Outcome Analysis of En bloc Resection and Reconstruction by Non-vascularized Proximal Fibular Autograft in Giant Cell Tumor of Distal Radius supplemented with Brachytherapy

Introduction: Giant cell tumors of the bone are aggressive and potentially malignant lesions. Juxtaarticular giant cell tumors of the lower end radius are common and is a challenge for reconstruction after tumor excision. Several reconstructive procedures like vascularized and non-vascularized fibular graft, osteoarticular allograft, ceramic prosthesis, and megapros thesis are in use for substitution of the defect in the distal radius following resection. Here, we have analyzed the results of aggressive benign Giant cell tumor of the distal radius treated by en bloc excision and reconstruction using autogenous non-vascularized fibular graft along with brachytherapy. Material and Methods: Eleven patients with either Campanacci Grade II or III histologically proven giant cell tumors of lower end radius were treated with en bloc excision and reconstruction with ipsilateral non-vascularized proximal fibular autograft.

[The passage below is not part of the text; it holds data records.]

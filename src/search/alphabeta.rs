//! Minimax and alpha-beta search with a transposition cache
//!
//! Both algorithms run through one recursive function. A node is a MAX node
//! when the searching side is to move and a MIN node otherwise. Plain
//! minimax visits every child; alpha-beta orders children and returns as
//! soon as the window closes (fail-soft: the returned value may lie outside
//! `(alpha, beta)`).
//!
//! Every node, in both modes, goes through the same steps before expanding:
//! 1. Piece-count victory check, returning +inf/-inf for a win/loss
//! 2. Leaves (no depth left) return the static evaluation
//! 3. Cache probe on (position key, remaining depth)
//! 4. Forfeit check: a side with no legal move loses
//!
//! # Example
//!
//! ```
//! use hasami::board::{Board, Side};
//! use hasami::config::RulesConfig;
//! use hasami::eval::Evaluator;
//! use hasami::search::{Algorithm, Searcher, TranspositionCache};
//!
//! let mut cache = TranspositionCache::default();
//! let rules = RulesConfig::default();
//! let evaluator = Evaluator::baseline();
//! let mut searcher = Searcher::new(&mut cache, rules, evaluator, Algorithm::AlphaBeta);
//!
//! let result = searcher.search_root(&Board::initial(), Side::Black, 2);
//! assert!(!result.best_moves.is_empty());
//! ```

use tracing::{debug, trace};

use crate::board::{Board, Move, Side};
use crate::config::RulesConfig;
use crate::eval::Evaluator;
use crate::rules::{all_legal_moves, check_terminal, simulate};

use super::ordering::order_moves;
use super::tt::{CacheKey, EntryType, TranspositionCache};
use super::zobrist::position_key;

const INF: f64 = f64::INFINITY;
const NEG_INF: f64 = f64::NEG_INFINITY;

/// Tree search algorithm.
#[derive(Debug, Clone, Copy, PartialEq, Eq)]
pub enum Algorithm {
    /// Full-width minimax, no pruning
    Minimax,
    /// Fail-soft alpha-beta with move ordering
    AlphaBeta,
}

/// Search statistics for diagnostics and tuning.
#[derive(Debug, Clone, Copy, Default, PartialEq, Eq)]
pub struct SearchStats {
    /// Nodes entered (root children and below)
    pub nodes: u64,
    /// Alpha or beta cutoffs
    pub cutoffs: u64,
    /// Cache probes
    pub cache_probes: u64,
    /// Probes that answered with a usable score
    pub cache_hits: u64,
}

impl SearchStats {
    /// Cache hit rate in percent
    pub fn cache_hit_rate(&self) -> f64 {
        if self.cache_probes == 0 {
            0.0
        } else {
            self.cache_hits as f64 / self.cache_probes as f64 * 100.0
        }
    }
}

/// Outcome of a root search.
#[derive(Debug, Clone)]
pub struct RootResult {
    /// Every root move that reached the best score. Empty when the side to
    /// move has no legal move.
    pub best_moves: Vec<Move>,
    /// Best score from the searching side's point of view
    pub score: f64,
    /// Depth searched, root ply included
    pub depth: u8,
    pub stats: SearchStats,
}

/// One search over a borrowed cache.
pub struct Searcher<'a> {
    cache: &'a mut TranspositionCache,
    rules: RulesConfig,
    evaluator: Evaluator,
    algorithm: Algorithm,
    perspective: Side,
    stats: SearchStats,
}

impl<'a> Searcher<'a> {
    pub fn new(
        cache: &'a mut TranspositionCache,
        rules: RulesConfig,
        evaluator: Evaluator,
        algorithm: Algorithm,
    ) -> Self {
        Self {
            cache,
            rules,
            evaluator,
            algorithm,
            perspective: Side::Black,
            stats: SearchStats::default(),
        }
    }

    #[must_use]
    pub fn stats(&self) -> SearchStats {
        self.stats
    }

    /// Score every root move of `side` to `depth` plies (root ply included,
    /// minimum 1) and collect all moves tying the best score.
    pub fn search_root(&mut self, board: &Board, side: Side, depth: u8) -> RootResult {
        let depth = depth.max(1);
        self.perspective = side;
        self.stats = SearchStats::default();

        let mut moves = all_legal_moves(board, side);
        order_moves(board, &mut moves, side, &self.rules);

        let mut best_score = NEG_INF;
        let mut best_moves = Vec::new();

        for mv in moves {
            let child = simulate(board, mv, side, &self.rules);
            // Full window for every root move so tied scores are exact
            let score = self.value(&child, side.opponent(), depth - 1, NEG_INF, INF);
            trace!(%mv, score, "root move");

            if score > best_score || best_moves.is_empty() {
                best_score = score;
                best_moves.clear();
                best_moves.push(mv);
            } else if score == best_score {
                best_moves.push(mv);
            }
        }

        debug!(
            algorithm = ?self.algorithm,
            depth,
            nodes = self.stats.nodes,
            cutoffs = self.stats.cutoffs,
            cache_hit_rate = self.stats.cache_hit_rate(),
            score = best_score,
            tied = best_moves.len(),
            "root search complete"
        );

        RootResult {
            best_moves,
            score: best_score,
            depth,
            stats: self.stats,
        }
    }

    /// One-ply greedy search: the moves maximising the static evaluation of
    /// the position they produce.
    pub fn search_greedy(&mut self, board: &Board, side: Side) -> RootResult {
        self.perspective = side;
        self.stats = SearchStats::default();

        let mut best_score = NEG_INF;
        let mut best_moves = Vec::new();
        for mv in all_legal_moves(board, side) {
            self.stats.nodes += 1;
            let child = simulate(board, mv, side, &self.rules);
            let score = self.evaluator.evaluate(&child, side);
            if score > best_score || best_moves.is_empty() {
                best_score = score;
                best_moves.clear();
                best_moves.push(mv);
            } else if score == best_score {
                best_moves.push(mv);
            }
        }

        RootResult {
            best_moves,
            score: best_score,
            depth: 1,
            stats: self.stats,
        }
    }

    /// Value of `board` with `to_move` to play and `depth` plies left, from
    /// the searching side's point of view.
    fn value(
        &mut self,
        board: &Board,
        to_move: Side,
        depth: u8,
        mut alpha: f64,
        mut beta: f64,
    ) -> f64 {
        self.stats.nodes += 1;
        let prune = self.algorithm == Algorithm::AlphaBeta;

        if let Some(winner) = check_terminal(board, &self.rules) {
            return if winner == self.perspective { INF } else { NEG_INF };
        }

        // Leaves are scored statically and never cached, so they skip the cache
        // and the forfeit check alike
        if depth == 0 {
            return self.evaluator.evaluate(board, self.perspective);
        }

        let key = CacheKey::new(
            position_key(board, to_move),
            depth,
            self.perspective,
            self.evaluator.kind(),
        );
        let (probe_alpha, probe_beta) = if prune { (alpha, beta) } else { (NEG_INF, INF) };
        self.stats.cache_probes += 1;
        if let Some(score) = self.cache.probe(key, probe_alpha, probe_beta) {
            self.stats.cache_hits += 1;
            return score;
        }

        let mut moves = all_legal_moves(board, to_move);
        if moves.is_empty() {
            // Forfeit: the side to move loses
            return if to_move == self.perspective { NEG_INF } else { INF };
        }
        if prune {
            order_moves(board, &mut moves, to_move, &self.rules);
        }

        let maximizing = to_move == self.perspective;
        let (alpha0, beta0) = (alpha, beta);
        let mut best = if maximizing { NEG_INF } else { INF };

        for mv in moves {
            let child = simulate(board, mv, to_move, &self.rules);
            let score = self.value(&child, to_move.opponent(), depth - 1, alpha, beta);

            if maximizing {
                best = best.max(score);
                if prune {
                    if best >= beta {
                        self.stats.cutoffs += 1;
                        self.cache.store(key, best, EntryType::LowerBound);
                        return best;
                    }
                    alpha = alpha.max(best);
                }
            } else {
                best = best.min(score);
                if prune {
                    if best <= alpha {
                        self.stats.cutoffs += 1;
                        self.cache.store(key, best, EntryType::UpperBound);
                        return best;
                    }
                    beta = beta.min(best);
                }
            }
        }

        let entry_type = if !prune {
            EntryType::Exact
        } else if best <= alpha0 {
            EntryType::UpperBound
        } else if best >= beta0 {
            EntryType::LowerBound
        } else {
            EntryType::Exact
        };
        self.cache.store(key, best, entry_type);
        best
    }
}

Host graft junction was fixed with low contact dynamic compression plate (LC-DCP) in all cases. Fixation of the head of the fibula with carpal bones and distal end of the ulna, if not resected, using K-wires at graft host junction was done. Brachytherapy was given in all 11 cases. Routine radiographs and clinical assessments regarding pain, instability, recurrence, hand grip strength, and functional status were done using Mayo modified wrist score at regular intervals. Result: The follow-up ranged from 12 to 15 months. At last follow-up, the average combined range of motion was 76.1%. The average union time was 19 weeks. Out of 11 patients, two patients had good results, five patients had fair results, and four patient had poor results. There was no case of graft fracture, metastasis, death, local recurrence, or significant donor site morbidity. Conclusion: En bloc resection of giant cell tumors of the lower end radius is a widely accepted method. Reconstruction with non-vascularized fibular graft and internal fixation with LC-DCP along with brachytherapy minimizes the problem and gives satisfactory functional results with no recurrence.